If your talking about a source emitting coherent light, then a laser (or a coherent antenna) has an plane whence the light is emitted. That plane has constant phase across it. If you boost into a frame moving parallel to that plane (which is perpendicular to the laser light, or radio signal), then the relativity of simultaneity induces a phase ramp across that plane that accounts for the beam direction.

Note that phase is manifestly a Lorentz scalar, everyone agrees on it:

$$ \phi(\vec x, t) = \omega t - \vec k \cdot \vec x = (w/c,\vec k)(ct, \vec x) =k^{\mu}x_{\mu}= \phi(x_{\mu})$$

they just don't agree on $t$ and $\vec x$ (nor $\omega$ and $\vec k$).

What this answer means is that your premiss is wrong: if you solve the equation for a moving laser, you will find that light is not emitted perpendicularly to the opening. No one solves for a moving laser, though, it's not tractable. Hence, I mention the antenna. It is simpler to model, e.g. a dipole moving near $c$: the solution will have it a main lobe that is not perpendicular to the dipole element. Or, if you are familiar with a phase-array antenna, it is steered by putting a phrase ramp across the surface. The "tilt" in the time axis for different observers is exactly a phase ramp across the surface.
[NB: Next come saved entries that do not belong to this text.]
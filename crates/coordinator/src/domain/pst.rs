use std::collections::HashMap;

use base64::{engine::general_purpose::STANDARD as BASE64, Engine};
use lazy_static::lazy_static;
use regex::Regex;
use serde::Deserialize;
use serde_json::{json, Value};

use crate::{
    domain::{
        order::{Order, OutputType, Outputs},
        state_machine::OrderState,
        store::OrderStore,
    },
    errors::AppError,
    infra::rpc::WalletRpcClient,
};

const SAT_PER_BTC: f64 = 100_000_000.0;
const MAX_SAT: i64 = 21_000_000_00_000_000; // 21e14
const RBF_SEQUENCE_CEILING: i64 = 0xffff_fffe;

fn btc_to_sat(amount: f64) -> i64 {
    (amount * SAT_PER_BTC).round() as i64
}

fn sat_to_btc(sat: i64) -> f64 {
    sat as f64 / SAT_PER_BTC
}

lazy_static! {
    static ref BECH32_ADDRESS_RE: Regex =
        Regex::new(r"^(bc1|tb1)[ac-hj-np-z02-9]{11,71}$").expect("valid bech32 address regex");
}

pub fn validate_address(address: &str) -> Result<(), AppError> {
    if !BECH32_ADDRESS_RE.is_match(address) {
        return Err(AppError::Validation(format!(
            "address {address} is not a valid bech32 address"
        )));
    }
    Ok(())
}

pub fn validate_sat_amount(sat: i64) -> Result<(), AppError> {
    if sat <= 0 || sat > MAX_SAT {
        return Err(AppError::Validation(format!(
            "amount {sat} sat is out of range"
        )));
    }
    Ok(())
}

#[derive(Debug, Deserialize)]
struct ListUnspentEntry {
    txid: String,
    vout: i64,
    amount: f64,
    confirmations: i64,
    label: Option<String>,
}

async fn funded_utxos(
    rpc: &WalletRpcClient,
    order: &Order,
    min_conf: i64,
) -> Result<Vec<ListUnspentEntry>, AppError> {
    let entries: Vec<ListUnspentEntry> = rpc
        .call("listunspent", json!([min_conf, 9_999_999]))
        .await?;
    Ok(entries
        .into_iter()
        .filter(|e| e.label.as_deref() == Some(order.label.as_str()))
        .collect())
}

#[derive(Debug, Deserialize)]
struct FundedPsbtResult {
    psbt: String,
    fee: f64,
    changepos: i64,
}

/// Shared build path for payout/refund: `walletcreatefundedpsbt` with no permitted change
/// output, validated by decoding the result.
async fn build_single_purpose_psbt(
    rpc: &WalletRpcClient,
    order: &Order,
    outputs: &Outputs,
    rbf: bool,
    target_conf: i64,
) -> Result<(String, Outputs, i64), AppError> {
    let utxos = funded_utxos(rpc, order, order.min_conf).await?;
    let in_total: i64 = utxos.iter().map(|u| btc_to_sat(u.amount)).sum();
    let requested_total: i64 = outputs.values().sum();
    if in_total < requested_total {
        return Err(AppError::NoFundedUtxo);
    }

    let inputs: Vec<Value> = utxos
        .iter()
        .map(|u| json!({"txid": u.txid, "vout": u.vout}))
        .collect();
    let outputs_param: Vec<Value> = outputs
        .iter()
        .map(|(addr, sat)| json!({addr: sat_to_btc(*sat)}))
        .collect();

    let result: FundedPsbtResult = rpc
        .call(
            "walletcreatefundedpsbt",
            json!([
                inputs,
                outputs_param,
                0,
                {
                    "includeWatching": true,
                    "replaceable": rbf,
                    "conf_target": target_conf,
                    "subtractFeeFromOutputs": [0],
                },
                true
            ]),
        )
        .await?;

    if result.changepos != -1 {
        return Err(AppError::UnexpectedChange);
    }

    let decoded = decode_psbt(rpc, &result.psbt).await?;
    if decoded.outputs.len() != outputs.len()
        || decoded.outputs.keys().any(|addr| !outputs.contains_key(addr))
    {
        return Err(AppError::OutputsMismatch);
    }

    Ok((result.psbt, decoded.outputs, btc_to_sat(result.fee).abs()))
}

/// Build and persist a payout PST; advances the order to `signing`.
pub async fn build_payout(
    store: &OrderStore,
    rpc: &WalletRpcClient,
    order_id: &str,
    outputs: &Outputs,
    rbf: bool,
    target_conf: i64,
    deadline_ts: i64,
) -> Result<String, AppError> {
    for (addr, sat) in outputs {
        validate_address(addr)?;
        validate_sat_amount(*sat)?;
    }
    let order = store
        .get_order(order_id)
        .await?
        .ok_or_else(|| AppError::NotFound(format!("order {order_id} not found")))?;

    let (psbt, decoded_outputs, _fee) =
        build_single_purpose_psbt(rpc, &order, outputs, rbf, target_conf).await?;

    let payout_amount = decoded_outputs.values().copied().sum::<i64>();
    if payout_amount != order.amount_sat {
        return Err(AppError::OutputsMismatch);
    }

    store
        .set_outputs(order_id, &decoded_outputs, OutputType::Payout)
        .await?;
    store
        .update_state(order_id, OrderState::Signing, None, Some(deadline_ts))
        .await?;
    Ok(psbt)
}

/// Build and persist a refund PST targeting a single address; advances the order to `signing`.
pub async fn build_refund(
    store: &OrderStore,
    rpc: &WalletRpcClient,
    order_id: &str,
    address: &str,
    rbf: bool,
    target_conf: i64,
    deadline_ts: i64,
) -> Result<String, AppError> {
    validate_address(address)?;
    let order = store
        .get_order(order_id)
        .await?
        .ok_or_else(|| AppError::NotFound(format!("order {order_id} not found")))?;

    let utxos = funded_utxos(rpc, &order, order.min_conf).await?;
    let in_total: i64 = utxos.iter().map(|u| btc_to_sat(u.amount)).sum();
    if in_total == 0 {
        return Err(AppError::NoFundedUtxo);
    }

    let mut outputs = Outputs::new();
    outputs.insert(address.to_string(), in_total);
    let (psbt, decoded_outputs, _fee) =
        build_single_purpose_psbt(rpc, &order, &outputs, rbf, target_conf).await?;

    if decoded_outputs.len() != 1 || !decoded_outputs.contains_key(address) {
        return Err(AppError::OutputsMismatch);
    }

    store
        .set_outputs(order_id, &decoded_outputs, OutputType::Refund)
        .await?;
    store
        .update_state(order_id, OrderState::Signing, None, Some(deadline_ts))
        .await?;
    Ok(psbt)
}

/// `fee_sat` a payout of `address` would incur, without persisting anything.
pub async fn payout_quote(
    store: &OrderStore,
    rpc: &WalletRpcClient,
    order_id: &str,
    address: &str,
    rbf: bool,
    target_conf: i64,
) -> Result<i64, AppError> {
    validate_address(address)?;
    let order = store
        .get_order(order_id)
        .await?
        .ok_or_else(|| AppError::NotFound(format!("order {order_id} not found")))?;
    let mut outputs = Outputs::new();
    outputs.insert(address.to_string(), order.amount_sat);
    let (_psbt, _outputs, fee) =
        build_single_purpose_psbt(rpc, &order, &outputs, rbf, target_conf).await?;
    Ok(fee)
}

/// Combines base64 PST fragments; if `order_id` is supplied, persists the union with prior
/// partials (deduplicated on equal fragment).
pub async fn merge(
    store: &OrderStore,
    rpc: &WalletRpcClient,
    order_id: Option<&str>,
    partials: &[String],
) -> Result<String, AppError> {
    for p in partials {
        BASE64
            .decode(p)
            .map_err(|_| AppError::Validation("partial is not valid base64".to_string()))?;
    }

    let mut all = Vec::new();
    if let Some(order_id) = order_id {
        all.extend(store.get_partials(order_id).await?);
    }
    for p in partials {
        if !all.contains(p) {
            all.push(p.clone());
        }
    }
    if let Some(order_id) = order_id {
        store.save_partials(order_id, &all).await?;
    }

    rpc.call("combinepsbt", json!([all])).await
}

pub struct DecodeResult {
    pub sign_count: i64,
    pub outputs: Outputs,
    pub fee_sat: i64,
}

#[derive(Debug, Deserialize)]
struct ScriptPubKey {
    address: Option<String>,
}

#[derive(Debug, Deserialize)]
struct DecodedVout {
    value: f64,
    #[serde(rename = "scriptPubKey")]
    script_pub_key: ScriptPubKey,
}

#[derive(Debug, Deserialize)]
struct DecodedVin {
    txid: String,
    vout: i64,
    sequence: i64,
}

#[derive(Debug, Deserialize)]
struct DecodedTx {
    vin: Vec<DecodedVin>,
    vout: Vec<DecodedVout>,
}

#[derive(Debug, Deserialize, Default)]
struct DecodedInput {
    #[serde(default)]
    partial_signatures: Option<HashMap<String, String>>,
}

#[derive(Debug, Deserialize)]
struct RawDecodedPsbt {
    tx: DecodedTx,
    #[serde(default)]
    inputs: Vec<DecodedInput>,
    fee: Option<f64>,
}

struct DecodedPsbt {
    vin: Vec<DecodedVin>,
    outputs: Outputs,
    sign_count: i64,
    fee_sat: Option<i64>,
}

async fn decode_psbt(rpc: &WalletRpcClient, psbt: &str) -> Result<DecodedPsbt, AppError> {
    let raw: RawDecodedPsbt = rpc.call("decodepsbt", json!([psbt])).await?;
    let mut outputs = Outputs::new();
    for vout in &raw.tx.vout {
        if let Some(addr) = &vout.script_pub_key.address {
            outputs.insert(addr.clone(), btc_to_sat(vout.value));
        } else {
            return Err(AppError::OutputsMismatch);
        }
    }
    let sign_count: i64 = raw
        .inputs
        .iter()
        .map(|i| i.partial_signatures.as_ref().map(|m| m.len()).unwrap_or(0) as i64)
        .sum();
    Ok(DecodedPsbt {
        vin: raw.tx.vin,
        outputs,
        sign_count,
        fee_sat: raw.fee.map(btc_to_sat),
    })
}

/// The ordered `(txid, vout)` pairs a PST spends, for the RBF input-equality check.
pub async fn input_outpoints(rpc: &WalletRpcClient, psbt: &str) -> Result<Vec<(String, i64)>, AppError> {
    let decoded = decode_psbt(rpc, psbt).await?;
    Ok(decoded
        .vin
        .into_iter()
        .map(|v| (v.txid, v.vout))
        .collect())
}

/// Whether every input in a PST declares a replaceable sequence (`< 0xfffffffe`).
pub async fn all_inputs_replaceable(rpc: &WalletRpcClient, psbt: &str) -> Result<bool, AppError> {
    let decoded = decode_psbt(rpc, psbt).await?;
    Ok(decoded.vin.iter().all(|v| v.sequence < RBF_SEQUENCE_CEILING))
}

/// Observability-only: decode a PST into its sign count, committed outputs, and fee.
pub async fn decode(rpc: &WalletRpcClient, psbt: &str) -> Result<DecodeResult, AppError> {
    let decoded = decode_psbt(rpc, psbt).await?;
    Ok(DecodeResult {
        sign_count: decoded.sign_count,
        outputs: decoded.outputs,
        fee_sat: decoded.fee_sat.unwrap_or(0),
    })
}

pub struct FinalizeResult {
    pub hex: String,
    pub fee_sat: i64,
}

/// The validator. Any failure is fatal and mutates no state; the caller-supplied terminal
/// state is only ever applied by `broadcast`, so state and broadcast succeed or fail together.
pub async fn finalize(
    store: &OrderStore,
    rpc: &WalletRpcClient,
    order_id: Option<&str>,
    psbt: &str,
    requested_state: OrderState,
) -> Result<FinalizeResult, AppError> {
    if psbt.is_empty() {
        if order_id.is_some() && requested_state == OrderState::Dispute {
            if let Some(order_id) = order_id {
                store
                    .update_state(order_id, OrderState::Dispute, None, None)
                    .await?;
            }
            return Ok(FinalizeResult {
                hex: String::new(),
                fee_sat: 0,
            });
        }
        return Err(AppError::Validation("missing psbt".to_string()));
    }

    let decoded = decode_psbt(rpc, psbt).await?;

    let commitment: Outputs = match order_id {
        Some(order_id) => store
            .get_outputs(order_id)
            .await?
            .filter(|o| !o.is_empty())
            .ok_or(AppError::OutputsMismatch)?,
        None => decoded.outputs.clone(),
    };

    let order = match order_id {
        Some(order_id) => Some(
            store
                .get_order(order_id)
                .await?
                .ok_or_else(|| AppError::NotFound(format!("order {order_id} not found")))?,
        ),
        None => None,
    };

    let mut in_total = 0i64;
    for vin in &decoded.vin {
        if vin.sequence >= RBF_SEQUENCE_CEILING {
            return Err(AppError::RbfDisabled);
        }
        if let Some(order) = &order {
            let tx: Value = rpc.call("gettransaction", json!([vin.txid, true])).await?;
            let matches_label = tx
                .get("details")
                .and_then(Value::as_array)
                .map(|details| {
                    details.iter().any(|d| {
                        d.get("vout").and_then(Value::as_i64) == Some(vin.vout)
                            && d.get("label").and_then(Value::as_str) == Some(order.label.as_str())
                    })
                })
                .unwrap_or(false);
            if !matches_label {
                return Err(AppError::NoFundedUtxo);
            }
        }
        let txout: Option<Value> = rpc
            .call("gettxout", json!([vin.txid, vin.vout]))
            .await
            .ok()
            .flatten();
        let value_btc = txout
            .as_ref()
            .and_then(|t| t.get("value"))
            .and_then(Value::as_f64)
            .ok_or(AppError::MissingInputValue)?;
        in_total += btc_to_sat(value_btc);
    }

    if decoded.outputs != commitment {
        return Err(AppError::OutputsMismatch);
    }

    let out_total: i64 = commitment.values().sum();
    let fee = in_total - out_total;
    if fee < 0 {
        return Err(AppError::NegativeFee(fee));
    }
    if let Some(decoded_fee) = decoded.fee_sat {
        if (decoded_fee - fee).abs() > 1 {
            return Err(AppError::FeeMismatch {
                decoded: decoded_fee,
                computed: fee,
            });
        }
    }

    if let Some(order) = &order {
        let utxos = funded_utxos(rpc, order, 0).await?;
        let funded_total: i64 = utxos.iter().map(|u| btc_to_sat(u.amount)).sum();
        if out_total + fee > funded_total {
            return Err(AppError::ExceedsFunding);
        }
    }

    #[derive(Deserialize)]
    struct FinalizedPsbt {
        hex: Option<String>,
        complete: bool,
    }
    let finalized: FinalizedPsbt = rpc.call("finalizepsbt", json!([psbt])).await?;
    if !finalized.complete {
        return Err(AppError::NotEnoughSignatures(
            "finalizepsbt did not report complete".to_string(),
        ));
    }

    Ok(FinalizeResult {
        hex: finalized.hex.unwrap_or_default(),
        fee_sat: fee,
    })
}

#[cfg(test)]
mod tests {
    use super::*;

    #[test]
    fn address_validation_accepts_bech32_and_rejects_others() {
        assert!(validate_address("bc1qar0srrr7xfkvy5l643lydnw9re59gtzzwf5mdq").is_ok());
        assert!(validate_address("tb1qw508d6qejxtdg4y5r3zarvary0c5xw7kxpjzsx").is_ok());
        assert!(validate_address("1BoatSLRHtKNngkdXEeobR76b53LETtpyT").is_err());
        assert!(validate_address("not-an-address").is_err());
    }

    #[test]
    fn sat_amount_validation_bounds() {
        assert!(validate_sat_amount(0).is_err());
        assert!(validate_sat_amount(-5).is_err());
        assert!(validate_sat_amount(1).is_ok());
        assert!(validate_sat_amount(MAX_SAT).is_ok());
        assert!(validate_sat_amount(MAX_SAT + 1).is_err());
    }

    #[test]
    fn btc_sat_roundtrip() {
        assert_eq!(btc_to_sat(0.0006), 60_000);
        assert_eq!(sat_to_btc(60_000), 0.0006);
    }
}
The phase is a Lorentz invariant: everyone agrees what it is. So in a frame in which the source is stationary, the phase is the same across the whole thing at any given time. For a boosted observer, their definition of "at any given time" is different for different positions along the surface, hence they see a phase ramp, hence the beam is steered off the normal.

There is no need to invoke "photon inertia" or ask how the light knows the source is moving: the source has to have physical extent to make a beam, and that means different frames have different definitions of "now" at different positions inside the source, and that accounts for the direction of emission.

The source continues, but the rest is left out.